TE can also manifest as a symptom of other conditions, such as inflammatory conditions like alopecia areata. Hair follicles are sensitive to thyroid hormones, and about one-third of individuals with thyroid disorders experience TE. Exposure to toxins can also cause TE as part of a broader set of symptoms.

Treatments for Telogen Effluvium

Treating TE depends on identifying the underlying trigger. For short-term TE linked to specific triggers like surgery, it’s advisable to wait for the follicles to recover naturally.

Persistent TE can be addressed by eliminating the causal factor if identified. Stress reduction helps for stress-related TE, and supplements can address identified deficiencies based on blood tests. Hormone supplements can be used for addressing thyroid hormone deficiencies.

However, when the cause remains unidentified, treatment options are limited. Dermatologists often prescribe minoxidil, a direct hair growth stimulator. While minoxidil can be effective for some individuals with TE, its use must continue if the underlying cause persists. With removal of the trigger, minoxidil use can be discontinued.

Before concluding the discussion on TE, it’s important to note that natural hair shedding is a normal process. Seasonal variations in hair shedding have been observed, with more hair loss occurring in the fall and to a lesser extent in the spring. This temporary increase in telogen hair follicles and shedding might be attributed to hormonal fluctuations in response to changes in daylight exposure.

Anagen Effluvium

Anagen effluvium mirrors telogen effluvium’s diffuse hair loss but develops much more rapidly and can lead to complete hair loss. This condition often arises in people taking cytostatic drugs for cancer treatment or those exposed to toxic substances like rat poison.

These substances inhibit rapid cell proliferation, a desirable effect for halting cancer cell growth. However, hair follicle cells are among the body’s fastest-growing noncancerous cells. Hair fibers from scalp hair follicles can grow at a rate of up to 0.4mm per day, requiring substantial cell proliferation. Cytostatic cancer drugs and toxins inhibit rapid cell growth, including hair follicle cell proliferation. This sudden inhibition halts hair fiber production.

The onset of anagen effluvium is swift. Individuals taking anticancer drugs may experience clumps of hair falling out within the first two weeks. Unlike telogen effluvium, the follicles don’t enter a telogen resting state but essentially freeze in time. Hair fibers shed quickly, often appearing as dystrophic anagen hairs with a tapered or feathered root end.

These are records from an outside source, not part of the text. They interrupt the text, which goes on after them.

//! World ⇄ map-pixel coordinate conversion
//!
//! Map space is what the player reads off the map window (roughly 1..42 for
//! a 100% map). World space is the game's 3-D position; only x and z are
//! used, and world z becomes map y.

use serde::{Deserialize, Serialize};

use crate::error::EngineError;

/// Map coordinate of the world origin at any scale
pub const MAP_ORIGIN: f32 = 21.0;

/// World units per map unit at a 100% size factor
pub const WORLD_UNITS_PER_MAP_UNIT: f32 = 50.0;

/// Height assigned to positions converted back from map space
pub const GROUND_Y: f32 = 0.0;

/// A position in game world space. `y` is vertical.
#[derive(Debug, Clone, Copy, PartialEq, Default, Serialize, Deserialize)]
pub struct WorldPosition {
    pub x: f32,
    pub y: f32,
    pub z: f32,
}

impl WorldPosition {
    pub const fn new(x: f32, y: f32, z: f32) -> Self {
        Self { x, y, z }
    }
}

/// A position in map-pixel space
#[derive(Debug, Clone, Copy, PartialEq, Default, Serialize, Deserialize)]
pub struct MapPoint {
    pub x: f32,
    pub y: f32,
}

impl MapPoint {
    pub const fn new(x: f32, y: f32) -> Self {
        Self { x, y }
    }
}

/// Per-map scale and offset, as stored in the game's map sheet
#[derive(Debug, Clone, Copy, PartialEq, Eq, Serialize, Deserialize)]
#[serde(default)]
pub struct MapMetadata {
    /// Zoom in percent; 100 is the normal field map scale
    pub size_factor: u16,
    pub offset_x: i16,
    pub offset_y: i16,
}

impl Default for MapMetadata {
    fn default() -> Self {
        Self {
            size_factor: 100,
            offset_x: 0,
            offset_y: 0,
        }
    }
}

impl MapMetadata {
    pub const fn new(size_factor: u16, offset_x: i16, offset_y: i16) -> Self {
        Self {
            size_factor,
            offset_x,
            offset_y,
        }
    }

    /// Size factor as a multiplier. Rejects zero so callers never divide by it.
    pub fn scale(&self) -> Result<f32, EngineError> {
        if self.size_factor == 0 {
            return Err(EngineError::InvalidMetadata {
                size_factor: self.size_factor,
            });
        }
        Ok(f32::from(self.size_factor) / 100.0)
    }
}

/// Convert a world (x, z) pair to map-pixel coordinates.
pub fn world_to_map(world_x: f32, world_z: f32, meta: &MapMetadata) -> Result<MapPoint, EngineError> {
    let scale = meta.scale()?;
    Ok(MapPoint {
        x: (world_x + f32::from(meta.offset_x)) * scale / WORLD_UNITS_PER_MAP_UNIT + MAP_ORIGIN,
        y: (world_z + f32::from(meta.offset_y)) * scale / WORLD_UNITS_PER_MAP_UNIT + MAP_ORIGIN,
    })
}

/// Convert a map-pixel coordinate back to world space, placed on the ground plane.
pub fn map_to_world(point: MapPoint, meta: &MapMetadata) -> Result<WorldPosition, EngineError> {
    let scale = meta.scale()?;
    Ok(WorldPosition {
        x: (point.x - MAP_ORIGIN) * WORLD_UNITS_PER_MAP_UNIT / scale - f32::from(meta.offset_x),
        y: GROUND_Y,
        z: (point.y - MAP_ORIGIN) * WORLD_UNITS_PER_MAP_UNIT / scale - f32::from(meta.offset_y),
    })
}

/// Pass a world position through map space and back.
///
/// This is the position the host's marker API receives. The height is
/// replaced by [`GROUND_Y`].
pub fn normalize(position: WorldPosition, meta: &MapMetadata) -> Result<WorldPosition, EngineError> {
    let point = world_to_map(position.x, position.z, meta)?;
    map_to_world(point, meta)
}

#[cfg(test)]
mod tests {
    use super::*;

    fn assert_close(a: f32, b: f32) {
        let tolerance = 1e-3 * b.abs().max(1.0);
        assert!((a - b).abs() <= tolerance, "{a} != {b}");
    }

    #[test]
    fn test_world_origin_maps_to_center_at_default_scale() {
        let point = world_to_map(0.0, 0.0, &MapMetadata::default()).unwrap();
        assert_eq!(point, MapPoint::new(21.0, 21.0));
    }

    #[test]
    fn test_z_axis_becomes_map_y() {
        let meta = MapMetadata::default();
        let point = world_to_map(0.0, 100.0, &meta).unwrap();
        assert_close(point.x, 21.0);
        assert_close(point.y, 23.0);
    }

    #[test]
    fn test_offsets_and_scale_applied() {
        // (100 + 50) * 2.0 / 50 + 21 = 27
        let meta = MapMetadata::new(200, 50, -50);
        let point = world_to_map(100.0, 100.0, &meta).unwrap();
        assert_close(point.x, 27.0);
        assert_close(point.y, 23.0);
    }

    #[test]
    fn test_map_to_world_sets_ground_height() {
        let meta = MapMetadata::new(200, 50, -50);
        let world = map_to_world(MapPoint::new(27.0, 23.0), &meta).unwrap();
        assert_close(world.x, 100.0);
        assert_close(world.z, 100.0);
        assert_eq!(world.y, GROUND_Y);
    }

    #[test]
    fn test_round_trip_across_metadata() {
        let metas = [
            MapMetadata::default(),
            MapMetadata::new(200, -120, 310),
            MapMetadata::new(400, 0, 0),
            MapMetadata::new(95, 1024, -768),
            MapMetadata::new(50, -300, 300),
        ];
        let positions = [
            WorldPosition::new(0.0, 0.0, 0.0),
            WorldPosition::new(-512.25, 40.0, 731.5),
            WorldPosition::new(1500.0, -3.0, -1499.75),
            WorldPosition::new(0.125, 0.0, -0.125),
        ];

        for meta in &metas {
            for pos in &positions {
                let back = normalize(*pos, meta).unwrap();
                assert_close(back.x, pos.x);
                assert_close(back.z, pos.z);
                assert_eq!(back.y, GROUND_Y);
            }
        }
    }

    #[test]
    fn test_zero_size_factor_rejected() {
        let meta = MapMetadata::new(0, 0, 0);
        assert_eq!(
            world_to_map(1.0, 1.0, &meta),
            Err(EngineError::InvalidMetadata { size_factor: 0 })
        );
        assert_eq!(
            map_to_world(MapPoint::new(21.0, 21.0), &meta),
            Err(EngineError::InvalidMetadata { size_factor: 0 })
        );
    }
}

The extent of hair loss due to cytostatic drugs varies. Some individuals might experience a combination of anagen effluvium and telogen effluvium, resulting in limited hair loss.

Cold therapy, involving the use of ice packs or a specialized hood filled with cold water during anticancer drug administration, is employed by some cancer treatment centers to mitigate hair loss. Cold therapy induces a suspended animation in hair follicles before contact with the drug, preventing follicle cell uptake and damage. However, concerns exist that this approach might also shield cancer cells in the skin from the drug.

Experimental drugs to prevent drug-induced hair loss are being explored, but the same concern applies – these treatments could potentially safeguard cancer cells in the skin.

While anagen effluvium develops rapidly, recovery is equally swift. The follicles remain intact and poised for growth once the triggering factor is removed. After completing anticancer drug treatment, new hair growth may become visible within a month. Since the follicles are unharmed, normal hair density is restored. However, changes in hair fiber characteristics might occur, such as transitioning from straight to curly or experiencing altered hair color. These changes can be permanent.